In Wien findet von Donnerstag bis Samstag die 37. Europäische Präsidentenkonferenz der Rechtsanwälte statt. Bereits im Vorfeld haben die Österreichischen Rechtsanwälte auf die Einführung der Gruppenklage gepocht. "Unsere Gruppenklage könnte ein Modell für Europa werden", ist Präsident Gerhard Benn-Ibler überzeugt. Wesentlich sei, dass die individuellen Ansprüche der Kläger erhalten bleiben.
Sammelklage auf Ö-Art
Derzeit besteht bei einem
Schadensfall, der mehrere Menschen betrifft, nur die Möglichkeit zu einer
"Sammelklage österreichischer Prägung" - ein Konstrukt verschiedener
Vorschriften. Dabei treten aber mehrere Verbraucher ihre Ansprüche an einen
Verband ab. Die neue Gruppenklage dagegen soll es dem Kläger ermöglichen,
seinen individuellen Anspruch direkt durchzusetzen, ohne ihn an Dritte
abzutreten. Das würde auch effizienter und kostengünstiger sein.
Diesmal könnte es klappen
Ex-SPÖ-Justizministerin Maria
Berger hat in der vorigen Legislaturperiode einen Entwurf für die
Gruppenklage vorgelegt; wegen Einwänden der Wirtschaft wurde er bisher aber
nicht beschlossen. Jetzt ist die neue ÖVP-Ministerin Claudia Bandion-Ortner
gefordert, die Vorschläge umzusetzen. Benn-Ibler ortet diesbezüglich "gute
Signale".
Ideen der EU-Kommission
Auch die Europäische Kommission machte in
der Vergangenheit bereits Vorschläge betreffend Sammelklagen. Bei einzelnen
Elementen ist aber Vorsicht geboten. Die Anwälte wollen, dass der einzelne
Geschädigte selbst entscheiden soll (Opt-In, Anm.), ob er von einem
gemeinsamen Verfahren erfasst wird oder nicht.
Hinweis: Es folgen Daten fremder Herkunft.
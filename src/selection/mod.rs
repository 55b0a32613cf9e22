mod parse;
mod range;
mod selector;

pub use parse::{RangeListParser, SelectionParseError, MAX_REMOVAL_VALUE};
pub use range::MeasureRange;
pub use selector::{
    CohortMeasure, CohortSelector, DistributionOrder, RangeEntry, RemovalSpec, SpeciesSelectors,
};
impl LandscapeConfig {
    fn build(&self) -> Result<Landscape, ConfigError> {
        let rows = self.community_map.len();
        let cols = self.community_map.first().map_or(0, Vec::len);
        for (name, map) in [
            ("community_map", &self.community_map),
            ("stand_map", &self.stand_map),
            ("management_map", &self.management_map),
        ] {
            if map.len() != rows || map.iter().any(|row| row.len() != cols) {
                return Err(ConfigError::Invalid(format!(
                    "{name} is not a {rows} x {cols} grid"
                )));
            }
        }
        if self.cell_area.is_nan() || self.cell_area <= 0.0 {
            return Err(ConfigError::Invalid(format!(
                "cell area must be positive, got {}",
                self.cell_area
            )));
        }

        let mut landscape = Landscape::new(rows as u32, cols as u32, self.cell_area);
        for species in &self.species {
            if landscape.species_id(&species.name).is_some() {
                return Err(ConfigError::Duplicate {
                    kind: "species",
                    name: species.name.clone(),
                });
            }
            landscape.add_species(species.name.clone(), species.diameter_growth);
        }

        let mut communities = HashMap::new();
        for community in &self.communities {
            let mut cohorts = Vec::with_capacity(community.cohorts.len());
            for cohort in &community.cohorts {
                cohorts.push((species_id(&landscape, &cohort.species)?, cohort));
            }
            if communities.insert(community.id, cohorts).is_some() {
                return Err(ConfigError::Duplicate {
                    kind: "community",
                    name: community.id.to_string(),
                });
            }
        }

        for (row, codes) in self.community_map.iter().enumerate() {
            for (col, &code) in codes.iter().enumerate() {
                if code == 0 {
                    continue;
                }
                let cohorts = communities.get(&code).ok_or_else(|| {
                    ConfigError::Invalid(format!("community {code} at ({row}, {col}) is not defined"))
                })?;
                let site = Location::new(row as u32, col as u32);
                landscape.activate(site, self.initial_time_since_damage);
                for &(species, cohort) in cohorts {
                    landscape.add_cohort(site, species, cohort.age, cohort.diameter, cohort.trees);
                }
            }
        }

        for &[row, col] in &self.harvest_blocked {
            landscape.set_allows_harvest(Location::new(row, col), false);
        }
        Ok(landscape)
    }
}
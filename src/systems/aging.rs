use anyhow::Result;

use crate::{
    engine::{System, SystemContext},
    rng::SystemRng,
    world::World,
};

/// Stand-in for a succession model: ages and grows cohorts between harvests.
pub struct AgingSystem;

impl AgingSystem {
    pub fn new() -> Self {
        Self
    }
}

impl Default for AgingSystem {
    fn default() -> Self {
        Self::new()
    }
}

impl System for AgingSystem {
    fn name(&self) -> &str {
        "aging"
    }

    fn run(
        &mut self,
        ctx: &SystemContext,
        world: &mut World,
        _rng: &mut SystemRng<'_>,
    ) -> Result<()> {
        world.landscape_mut().advance(ctx.timestep);
        Ok(())
    }
}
Kostenersatzprinzip wichtig
Auch das Kostenersatzprinzip, wonach
der Verlierer für sämtliche Kosten aufkommt, sei ein wichtiges Regulativ, um
Missbrauch zu verhindern, so die Juristen. Dadurch würde verhindert, dass
eine Klage durchgeführt wird, nur um Druck zu erzeugen. Denn: Auch
Unternehmen haben einen Anspruch auf Rechtsschutz und Schutz vor einer
möglichen Diffamierung."
Dass die Gruppenklage - laut Bergers Entwurf - erst bei einer Zahl von 100 Geschädigten möglich wäre, sieht die Rechtsanwaltskammer nicht problematisch. Eine Klage "nach Art der Gruppenklage" sei auch für weniger als 100 Personen möglich.
Die Tagung der Rechtsanwälte, die sich mit europarechtlichen Überlegungen auseinandersetzt, findet einmal jährlich in Wien statt. Es sind rund 200 Teilnehmer aus 35 Staaten vertreten.